A Christchurch judge has sent an $86,000 message to the transport industry that it must get to grips with the issue of driver workload and fatigue.
Otorohanga-based family business Freight Lines Ltd must pay the penalty for failing to keep one of its drivers within the legal work time limits.
The driver, John Breach, fell asleep at the wheel near Ashley on a long return trip from the North Island and crashed the truck and double trailer unit off the road and into a tree.
It took rescue services three hours to cut him out of the wreckage and months of recovery in hospital and rehabilitation followed. “He has paid the highest price of anybody,” Christchurch District Court Judge Tom Gilbert said as he imposed the penalty.
He said Freight Lines Ltd had failed to allocate tasks in a way that reduced driver fatigue, or to train its dispatchers to deal with the issue.
“It is indisputable, the danger that the fatigue of drivers at the wheel of large truck and trailer units poses to the drivers and to other road users,” said the judge.
Freight Lines must pay $30,000 as emotional harm reparations to the driver, as well as a fine of $51,000, and $5000 towards the prosecution’s costs.

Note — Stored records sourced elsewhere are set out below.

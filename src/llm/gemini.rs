use crate::llm::client::{CompletionClient, ResponseFormat};
use crate::types::{AppError, Result};
use async_trait::async_trait;
use serde::Deserialize;
use serde_json::json;
use std::time::Duration;

/// Client for the Gemini `generateContent` REST endpoint.
///
/// The completion provider may hang, so the underlying reqwest client
/// carries a per-request timeout.
pub struct GeminiClient {
    http: reqwest::Client,
    api_key: String,
    base_url: String,
    model: String,
}

#[derive(Debug, Deserialize)]
struct GenerateContentResponse {
    #[serde(default)]
    candidates: Vec<Candidate>,
}

#[derive(Debug, Deserialize)]
struct Candidate {
    content: Option<Content>,
}

#[derive(Debug, Deserialize)]
struct Content {
    #[serde(default)]
    parts: Vec<Part>,
}

#[derive(Debug, Deserialize)]
struct Part {
    text: Option<String>,
}

impl GeminiClient {
    pub fn new(
        api_key: String,
        base_url: String,
        model: String,
        timeout: Duration,
    ) -> Result<Self> {
        let http = reqwest::Client::builder()
            .timeout(timeout)
            .build()
            .map_err(|e| AppError::Completion(format!("Failed to build HTTP client: {}", e)))?;

        Ok(Self {
            http,
            api_key,
            base_url: base_url.trim_end_matches('/').to_string(),
            model,
        })
    }

    fn endpoint(&self) -> String {
        format!(
            "{}/v1beta/models/{}:generateContent",
            self.base_url, self.model
        )
    }

    fn build_body(
        system_prompt: &str,
        user_prompt: &str,
        temperature: f64,
        format: &ResponseFormat,
    ) -> serde_json::Value {
        let mut generation_config = json!({
            "temperature": temperature,
            "responseMimeType": format.mime_type(),
        });
        if let ResponseFormat::Json {
            schema: Some(schema),
        } = format
        {
            generation_config["responseSchema"] = schema.clone();
        }

        json!({
            "systemInstruction": {
                "parts": [{ "text": system_prompt }]
            },
            "contents": [{
                "role": "user",
                "parts": [{ "text": user_prompt }]
            }],
            "generationConfig": generation_config,
        })
    }
}

#[async_trait]
impl CompletionClient for GeminiClient {
    async fn complete(
        &self,
        system_prompt: &str,
        user_prompt: &str,
        temperature: f64,
        format: &ResponseFormat,
    ) -> Result<String> {
        let body = Self::build_body(system_prompt, user_prompt, temperature, format);

        let response = self
            .http
            .post(self.endpoint())
            .header("x-goog-api-key", &self.api_key)
            .json(&body)
            .send()
            .await
            .map_err(|e| AppError::Completion(format!("Gemini request failed: {}", e)))?;

        let status = response.status();
        if !status.is_success() {
            let detail = response.text().await.unwrap_or_default();
            return Err(AppError::Completion(format!(
                "Gemini API returned {}: {}",
                status, detail
            )));
        }

        let parsed: GenerateContentResponse = response
            .json()
            .await
            .map_err(|e| AppError::Completion(format!("Invalid Gemini response body: {}", e)))?;

        let text = parsed
            .candidates
            .into_iter()
            .next()
            .and_then(|c| c.content)
            .and_then(|c| c.parts.into_iter().next())
            .and_then(|p| p.text)
            .unwrap_or_default();

        if text.is_empty() {
            return Err(AppError::Completion(
                "Empty response from Gemini".to_string(),
            ));
        }

        Ok(text)
    }

    fn model_name(&self) -> &str {
        &self.model
    }
}

#[cfg(test)]
mod tests {
    use super::*;

    #[test]
    fn body_carries_schema_only_for_json_format() {
        let text_body = GeminiClient::build_body("sys", "user", 0.7, &ResponseFormat::Text);
        assert_eq!(
            text_body["generationConfig"]["responseMimeType"],
            "text/plain"
        );
        assert!(text_body["generationConfig"]["responseSchema"].is_null());

        let schema = json!({"type": "object"});
        let json_body = GeminiClient::build_body(
            "sys",
            "user",
            0.3,
            &ResponseFormat::Json {
                schema: Some(schema.clone()),
            },
        );
        assert_eq!(json_body["generationConfig"]["responseSchema"], schema);
        assert_eq!(json_body["generationConfig"]["temperature"], 0.3);
    }

    #[test]
    fn endpoint_strips_trailing_slash() {
        let client = GeminiClient::new(
            "key".to_string(),
            "http://localhost:9999/".to_string(),
            "gemini-2.5-flash".to_string(),
            Duration::from_secs(5),
        )
        .unwrap();
        assert_eq!(
            client.endpoint(),
            "http://localhost:9999/v1beta/models/gemini-2.5-flash:generateContent"
        );
    }
}
//! Persistence layer: reference-data reads and the conversation log.
//!
//! The agents see only the [`Store`] trait. The libsql implementation backs
//! it with a local file or in-memory database; seeding fills the methodology
//! and exercise reference tables on first start.

/// The `Store` trait and provider configuration.
pub mod traits;
/// libsql-backed store (in-memory or local file).
pub mod libsql;
/// Methodology and exercise seed data.
pub mod seed;

pub use libsql::LibsqlStore;
pub use traits::{Store, StoreProvider};
//! Multi-agent orchestration: router, programmer, analyst/mentor, and
//! feedback/check-in agents.
//!
//! Agents are request-scoped: the dispatcher constructs a fresh instance per
//! inbound message, which makes each agent's internal cache request-scoped by
//! construction. Shared retry/cache/logging behavior lives in
//! [`base::AgentBase`], composed into each concrete agent rather than
//! inherited.

/// Shared agent plumbing: retries, request-scoped cache, conversation log.
pub mod base;
/// Intent classification and routing predicates.
pub mod router;
/// Methodology-aware program generation.
pub mod programmer;
/// Read-only coaching and mentorship.
pub mod analyst;
/// Workout adjustment and check-in analysis.
pub mod feedback;

use crate::types::{AgentContext, AgentInput, AgentType, Result};
use async_trait::async_trait;

pub use analyst::AnalystMentorAgent;
pub use base::AgentBase;
pub use feedback::{CheckInAgent, FeedbackAgent};
pub use programmer::ProgrammerAgent;
pub use router::RouterAgent;

/// Contract for message-shaped agents.
///
/// Every concrete agent builds its own system prompt and processes input
/// against a request-scoped context. The feedback and check-in agents keep
/// this module's base plumbing but expose typed inherent operations instead;
/// their inputs are sessions and metrics, not messages.
#[async_trait]
pub trait Agent: Send + Sync {
    /// The agent's identity, used for logging and response attribution.
    fn agent_type(&self) -> AgentType;

    /// Build the agent-specific system prompt for this request.
    fn system_prompt(&self, context: &AgentContext) -> String;

    /// Process user input and produce an agent-specific JSON response.
    async fn process(&self, input: &AgentInput, context: &AgentContext)
        -> Result<serde_json::Value>;
}
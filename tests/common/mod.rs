#![allow(dead_code)]

//! Shared fixtures for integration tests.
//!
//! Tests exercise the real router stack against an in-memory database and a
//! wiremock-stubbed Gemini endpoint, so the full HTTP and JSON plumbing is
//! covered without a live model.

use ironpath::{
    AppState, create_app,
    db::{LibsqlStore, Store, seed},
    llm::{CompletionFactory, Provider},
    utils::config::{AgentConfig, Config, DatabaseConfig, GeminiConfig, ServerConfig},
};
use axum_test::TestServer;
use serde_json::{Value, json};
use std::sync::Arc;
use std::time::Duration;
use wiremock::MockServer;

pub const GEMINI_PATH: &str = "/v1beta/models/gemini-2.5-flash:generateContent";

/// Agent settings matching the deployment defaults.
pub fn default_agent_config() -> AgentConfig {
    AgentConfig {
        router_temperature: 0.3,
        programmer_temperature: 0.8,
        analyst_temperature: 0.7,
        feedback_temperature: 0.7,
        max_retries: 3,
    }
}

/// Build a test server backed by a seeded in-memory store and a Gemini
/// provider pointed at the given wiremock server.
pub async fn test_server(gemini: &MockServer) -> TestServer {
    test_server_with_agents(gemini, default_agent_config()).await
}

/// Same as [`test_server`] but with explicit agent settings, for tests that
/// exercise the configuration path (retry budget, temperature).
pub async fn test_server_with_agents(gemini: &MockServer, agents: AgentConfig) -> TestServer {
    let store = LibsqlStore::new_memory()
        .await
        .expect("in-memory store should open");
    seed::seed_if_empty(&store).await.expect("seeding");
    let store: Arc<dyn Store> = Arc::new(store);

    let provider = Provider::Gemini {
        api_key: "test-key".to_string(),
        base_url: gemini.uri(),
        model: "gemini-2.5-flash".to_string(),
        timeout: Duration::from_secs(5),
    };

    let config = Config {
        server: ServerConfig {
            host: "127.0.0.1".to_string(),
            port: 0,
        },
        database: DatabaseConfig { path: None },
        gemini: GeminiConfig {
            api_key: "test-key".to_string(),
            model: "gemini-2.5-flash".to_string(),
            base_url: gemini.uri(),
            timeout_secs: 5,
        },
        agents,
    };

    let state = AppState {
        config: Arc::new(config),
        store,
        llm: Arc::new(CompletionFactory::new(provider)),
    };

    TestServer::new(create_app(state)).expect("test server")
}

/// Wrap text in the Gemini `generateContent` response envelope.
pub fn gemini_envelope(text: &str) -> Value {
    json!({
        "candidates": [{
            "content": {
                "parts": [{ "text": text }]
            }
        }]
    })
}

/// A classification document as the router's model call would return it.
pub fn classification_text(intent: &str, suggested_agent: &str) -> String {
    json!({
        "intent": intent,
        "confidence": 0.92,
        "reasoning": "test classification",
        "suggestedAgent": suggested_agent,
        "requiresProgramContext": false,
    })
    .to_string()
}

/// A complete intermediate-lifter profile, as the frontend submits it.
pub fn athlete_profile() -> Value {
    json!({
        "id": "athlete-42",
        "name": "Test Lifter",
        "biometrics": {
            "bodyweight": 82.5,
            "unit": "kg",
            "sex": "male",
            "age": 29
        },
        "oneRepMax": {
            "squat": 180.0,
            "bench": 120.0,
            "deadlift": 220.0
        },
        "trainingAge": "intermediate",
        "weakPoints": ["lockout"],
        "equipmentAccess": "commercial",
        "preferredSessionLength": 90,
        "methodologyId": "linear_progression"
    })
}

/// A minimal valid session for feedback adjustment.
pub fn planned_session() -> Value {
    json!({
        "dayNumber": 2,
        "focus": "bench",
        "exercises": [{
            "name": "Competition Bench Press",
            "sets": 5,
            "reps": "3",
            "rpeTarget": 8.0,
            "restSeconds": 240
        }]
    })
}

/// A small but structurally valid program document, as the programmer's
/// model call would return it.
pub fn program_document_text() -> String {
    json!({
        "id": "prog-1",
        "createdAt": "2026-08-01T00:00:00Z",
        "title": "8-Week Strength Block",
        "weeks": [{
            "weekNumber": 1,
            "sessions": [{
                "dayNumber": 1,
                "focus": "squat",
                "exercises": [{
                    "name": "Competition Squat",
                    "sets": 5,
                    "reps": "5",
                    "rpeTarget": 7.5,
                    "restSeconds": 180
                }]
            }]
        }]
    })
    .to_string()
}
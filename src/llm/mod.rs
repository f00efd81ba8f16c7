//! Completion provider clients and abstractions.
//!
//! The rest of the application talks to the model through the
//! [`CompletionClient`] trait; the concrete provider (Gemini's
//! `generateContent` REST API) lives behind it. Retry policy deliberately
//! does NOT live here; it belongs to the agent layer so "can talk to the
//! model" stays separate from "should I try again".

/// Core completion client trait, response formats, and provider factory.
pub mod client;
/// Gemini `generateContent` client over reqwest.
pub mod gemini;

pub use client::{CompletionClient, CompletionFactory, Provider, ResponseFormat};
pub use gemini::GeminiClient;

The dispatcher who was dealing with the driver, Aaron Pourewa, was fined $4000. The judge acknowledged that he was also under significant pressure and had been working 15 hour days, but he should have taken steps to address the driver’s workload and fatigue.
“He should have known that the tasks were not achievable within the time limts,” said the judge.
The 67-year-old driver was found to have been falsifying records himself, to keep up with his workload. He had worked 77 hours in the week leading up to the November 2014 crash. He had only had a 7.5hr break instead of the required 10 hours, and had breached the requirements for half-hour breaks. A suggestion that he take a motel for a break on that trip was abandoned when it was realised he would not reach the Cook Strait ferry in time.
Judge Gilbert said the dispatcher should have calculated whether the tasks allocated within the time limits were achievable within the work time limits. He had accepted that he could have done more to stop the driver continuing to drive.
Judge Gilbert said the driver said he was “following instructions in terms of handling the work assigned to him”.
Prosecutor Heather McKenzie called for the penalty to reflect a specific deterrence for Freight Lines and a general deterrence for the transport industry. She described it as an industry-wide problem.
The driver, John Breach, who had travelled from Matamata for the sentencing, said the crash had had a devastating effect on himself and his partner and their lives. He had now passed the required tests but had not been able to get more transport work and Freight Lines had terminated his work.
“I have been very hurt by the way Freight Lines has treated me,” he told the court.
His long term partner, Sylvia Griffin, said Mr Breach had been “a smashed up mess” when she saw him in hospital in Christchurch after the crash. She now felt like she had lost her partner and was scared for their future.
Counsel for Freight Lines, Shafraz Khan, said the company had invested $180,000 in an electronic monitoring system that ensured drivers did not exceed driving limits, as well as paying $16,000 a month for electronic odometers that provided the tracking data. It had also redone its health and safety policies and increased training to drivers and dispatchers.
Both the company and the dispatcher had admitted charges under the Health and Safety in Employment laws of failing to ensure the safety of the driver.
The judge reduced the company’s fine for its guilty plea, the steps it had taken, and its favourable record under the Health and Safety in Employment Act. However, he noted it had 16 transport convictions from 1996 to 2011 including breaches of work time limits, and allowing vehicles to be used with log book omissions.
Judge Gilbert thanked the driver and his partner for reading their victim impact statements in court.
He also thanked the company officials for attending the hearing. “There are some companies which choose not to front up to a forum like this. I appreciate that you have.”